Gender sensitivity training could balance STEM academics, starting with the hiring process.
by Mayra Cuevas
September 15, 2015
Gender sensitivity training could change the hiring landscape.
Psychologist and Cornell University professor Wendy Williams and her team set out to find whether gender bias played a role in the under-representation of women in academic science, technology, engineering and math, or STEM, fields. To their surprise, they found a pronounced 2 to 1 preference for female tenured faculty candidates, a clear break from the previous belief that men were preferred over women for such positions.
As part of the study Williams’ team sends faculty only one candidate — either a man or a woman — with the same qualifications. The result? The female candidate was rated higher.
Although Williams cannot speak for the hiring landscape at large — her study is limited to entry-level professorships — she said gender sensitivity training could be responsible for the female advantage seen in her study.
“The ideals of diversity which are promulgated and taught at modern American universities and, which of course, have been the topic of so much training and so much attention over the past four years, have largely become internalized at this point and time in that population of faculty,” Williams said.
This means that the people who decide who gets tenure understand that men and women do and say things differently, said Tammy Hughes, president of workplace communications company The Heim Group. She was both shocked and elated to learn the results of Williams’ study.
The problem, even at the hiring level, she said, is that men and women present themselves differently, be it on their résumé or during a face-to-face interview. Hughes’ research has found that men promote themselves in interviews while women wait for someone else to promote them. It is up to the person hiring to interpret the real message behind those differences.
“A man interviewing for a position will explain everything he has done to be successful. There is a good chance he will say, ‘No problem, I got this thing,’ ” Hughes said. “A woman is more likely to say, ‘I just don’t know if I would be good at these sorts of things.’ She walks out of the door, and the people hiring make a quick decision. Is he the best candidate or did he use better gender rules? It depends if the person sitting behind the desk understands how the genders work differently.”
She said part of the change seen in the study is partly because of women understanding both gender styles, and the people hiring have become more focused on accomplishments. Williams’ study however didn’t account for in-person interviews. Instead, they asked 873 faculty across the country — in fields of economics, engineering, biology and psychology — to evaluate a short list of three candidates and select their preferred candidate. The job was an assistant professorship on a tenure-track position.
For the study, Williams and her team crafted candidate information packets that counterbalanced accomplishments and candidate characterizations. This helped even the playing field. But in real life, Hughes said, gender differences can be misunderstood even on paper.
“How people talk about their success and failure is very different on paper,” she said. “A man is going to talk about how he succeeded himself, and a woman is going to talk about how she succeeded on a team.”

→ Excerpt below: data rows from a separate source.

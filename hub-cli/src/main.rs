use clap::Parser;
use hub_cli::Cli;

#[tokio::main]
async fn main() -> anyhow::Result<()> {
    let cli = Cli::parse();
    hub_cli::run_main(cli).await
}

According to the research, women use a lot of hedges, disclaimers and tags, which translate into written form when they are talking about their own successes. Hughes said researchers don’t see that in male culture, where they are more direct about their accomplishments.
To bridge this gender gap, companies are turning to gender sensitivity training to increase diversity among their staff, beginning with the hiring process. Gender sensitivity training assumes that men and women grow up under a different set of social rules — or a gender culture — and as a result their behavior, verbal communication, nonverbal cues, leadership styles and team interaction are worlds apart.
“If people do not understand how genders work differently, you will always continue hiring the same people that looks and sounds like the people that are hiring,” Hughes said.
When looking at male-dominated STEM fields — as observed in Williams’ study — gender sensitivity training can be key in creating diversity. Hughes said women who typically enter STEM careers have an uphill battle from day one because they are entering a field that is ruled by male culture they know little about.
“They will have to figure out those rules in order to succeed,” she said, noting an even bigger problem in women who only succeed by completely adopting a male culture and doing little to change the environment’s diversity. “When you put women into this workplace, and they have to adapt all the time they tend to lose their unique diversity, and they behave like everyone else. It’s the company that loses in the end.”